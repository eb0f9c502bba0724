//! # firstfit - An Explicit Free List Allocator
//!
//! This crate provides a `malloc`/`free` style heap that manages memory
//! obtained from a [`PageSource`] with an explicit, address-ordered free list,
//! first-fit search, block splitting and coalescing.
//!
//! ## Overview
//!
//! ```text
//!   Heap Layout:
//!
//!   ┌──────────────────────────────────────────────────────────────────────┐
//!   │                              HEAP                                    │
//!   │                                                                      │
//!   │   ┌─────┬──────┬─────┬───────┬─────┬──────┬──────────────────────┐   │
//!   │   │ hdr │ A1   │ hdr │ free  │ hdr │ A2   │ hdr │  free          │   │
//!   │   └─────┴──────┴─────┴───────┴─────┴──────┴──────────────────────┘   │
//!   │                  ▲                          ▲                        │
//!   │    free_head ────┘  next ───────────────────┘  next ──► NIL          │
//!   │                                                                      │
//!   └──────────────────────────────────────────────────────────────────────┘
//!
//!   Free blocks are linked in address order through their own headers.
//! ```
//!
//! ## Crate Structure
//!
//! ```text
//!   firstfit
//!   ├── align      - Alignment macros (align!, align_to!)
//!   ├── block      - Block header codec (internal layout, constants)
//!   ├── arena      - Extents owned by the heap, addressed by offset (internal)
//!   ├── free_list  - Address-ordered free list (internal)
//!   ├── page       - PageSource trait and the mmap backed MmapSource
//!   ├── heap       - Heap: init, alloc, free, extend, split, coalesce
//!   ├── check      - Heap consistency checker
//!   ├── config     - HeapConfig
//!   └── error      - HeapError
//! ```
//!
//! ## Quick Start
//!
//! ```rust,no_run
//! use firstfit::{Heap, MmapSource};
//!
//! let source = MmapSource::new(1 << 20).unwrap();
//! let mut heap = Heap::init(source).unwrap();
//!
//! let ptr = heap.alloc(64).unwrap();
//! unsafe {
//!     ptr.as_ptr().write_bytes(0xAB, 64);
//!     heap.free(ptr.as_ptr()).unwrap();
//! }
//!
//! heap.check_heap().unwrap();
//! ```
//!
//! ## How It Works
//!
//! Each block carries a two word header in front of its payload:
//!
//! ```text
//!   Single Block:
//!   ┌───────────────────────┬────────────────────────────────┐
//!   │    Block Header       │         Payload                │
//!   │  ┌─────────────────┐  │                                │
//!   │  │ size | alloc    │  │  ┌──────────────────────────┐  │
//!   │  │ next (if free)  │  │  │     size bytes usable    │  │
//!   │  └─────────────────┘  │  └──────────────────────────┘  │
//!   │      16 bytes         │                                │
//!   └───────────────────────┴────────────────────────────────┘
//!                           ▲
//!                           └── Pointer returned to user
//! ```
//!
//! `alloc` rounds the request up to [`ALIGNMENT`], takes the first free block
//! that fits and splits off the rest when the rest can hold a header and one
//! alignment unit. When nothing fits, the heap grows by a new extent from its
//! [`PageSource`]. `free` puts the block back on the list in address order and
//! merges it with free neighbours on either side.
//!
//! ## Limitations
//!
//! - **Single-threaded only**: every operation takes `&mut self`
//! - **Never shrinks**: extents are held until the heap is dropped
//! - **Best-effort misuse detection**: double frees and foreign pointers are
//!   reported when visible in the headers, not guaranteed
//!
//! ## Safety
//!
//! Payload pointers are raw memory. Reading and writing them, and handing them
//! back to [`Heap::free`], is `unsafe`.

pub mod align;
mod arena;
mod block;
mod check;
mod config;
mod error;
mod free_list;
mod heap;
mod page;

pub use block::{ALIGNMENT, HEADER_SIZE, MIN_BLOCK_SIZE};
pub use check::{CheckError, HeapReport};
pub use config::HeapConfig;
pub use error::HeapError;
pub use heap::{FreeBlock, Heap, MAX_REQUEST};
pub use page::{Extent, MmapSource, PageSource, SourceError, page_size};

What you should do - Copy all of the entries above exactly as shown.

Task answer -
repository eb0f9c502bba0724
//! # firstfit - An Explicit Free List Allocator
//!
//! This crate provides a `malloc`/`free` style heap that manages memory
//! obtained from a [`PageSource`] with an explicit, address-ordered free list,
//! first-fit search, block splitting and coalescing.
//!
//! ## Overview
//!
//! ```text
//!   Heap Layout:
//!
//!   ┌──────────────────────────────────────────────────────────────────────┐
//!   │                              HEAP                                    │
//!   │                                                                      │
//!   │   ┌─────┬──────┬─────┬───────┬─────┬──────┬──────────────────────┐   │
//!   │   │ hdr │ A1   │ hdr │ free  │ hdr │ A2   │ hdr │  free          │   │
//!   │   └─────┴──────┴─────┴───────┴─────┴──────┴──────────────────────┘   │
//!   │                  ▲                          ▲                        │
//!   │    free_head ────┘  next ───────────────────┘  next ──► NIL          │
//!   │                                                                      │
//!   └──────────────────────────────────────────────────────────────────────┘
//!
//!   Free blocks are linked in address order through their own headers.
//! ```
//!
//! ## Crate Structure
//!
//! ```text
//!   firstfit
//!   ├── align      - Alignment macros (align!, align_to!)
//!   ├── block      - Block header codec (internal layout, constants)
//!   ├── arena      - Extents owned by the heap, addressed by offset (internal)
//!   ├── free_list  - Address-ordered free list (internal)
//!   ├── page       - PageSource trait and the mmap backed MmapSource
//!   ├── heap       - Heap: init, alloc, free, extend, split, coalesce
//!   ├── check      - Heap consistency checker
//!   ├── config     - HeapConfig
//!   └── error      - HeapError
//! ```
//!
//! ## Quick Start
//!
//! ```rust,no_run
//! use firstfit::{Heap, MmapSource};
//!
//! let source = MmapSource::new(1 << 20).unwrap();
//! let mut heap = Heap::init(source).unwrap();
//!
//! let ptr = heap.alloc(64).unwrap();
//! unsafe {
//!     ptr.as_ptr().write_bytes(0xAB, 64);
//!     heap.free(ptr.as_ptr()).unwrap();
//! }
//!
//! heap.check_heap().unwrap();
//! ```
//!
//! ## How It Works
//!
//! Each block carries a two word header in front of its payload:
//!
//! ```text
//!   Single Block:
//!   ┌───────────────────────┬────────────────────────────────┐
//!   │    Block Header       │         Payload                │
//!   │  ┌─────────────────┐  │                                │
//!   │  │ size | alloc    │  │  ┌──────────────────────────┐  │
//!   │  │ next (if free)  │  │  │     size bytes usable    │  │
//!   │  └─────────────────┘  │  └──────────────────────────┘  │
//!   │      16 bytes         │                                │
//!   └───────────────────────┴────────────────────────────────┘
//!                           ▲
//!                           └── Pointer returned to user
//! ```
//!
//! `alloc` rounds the request up to [`ALIGNMENT`], takes the first free block
//! that fits and splits off the rest when the rest can hold a header and one
//! alignment unit. When nothing fits, the heap grows by a new extent from its
//! [`PageSource`]. `free` puts the block back on the list in address order and
//! merges it with free neighbours on either side.
//!
//! ## Limitations
//!
//! - **Single-threaded only**: every operation takes `&mut self`
//! - **Never shrinks**: extents are held until the heap is dropped
//! - **Best-effort misuse detection**: double frees and foreign pointers are
//!   reported when visible in the headers, not guaranteed
//!
//! ## Safety
//!
//! Payload pointers are raw memory. Reading and writing them, and handing them
//! back to [`Heap::free`], is `unsafe`.

pub mod align;
mod arena;
mod block;
mod check;
mod config;
mod error;
mod free_list;
mod heap;
mod page;

pub use block::{ALIGNMENT, HEADER_SIZE, MIN_BLOCK_SIZE};
pub use check::{CheckError, HeapReport};
pub use config::HeapConfig;
pub use error::HeapError;
pub use heap::{FreeBlock, Heap, MAX_REQUEST};
pub use page::{Extent, MmapSource, PageSource, SourceError, page_size};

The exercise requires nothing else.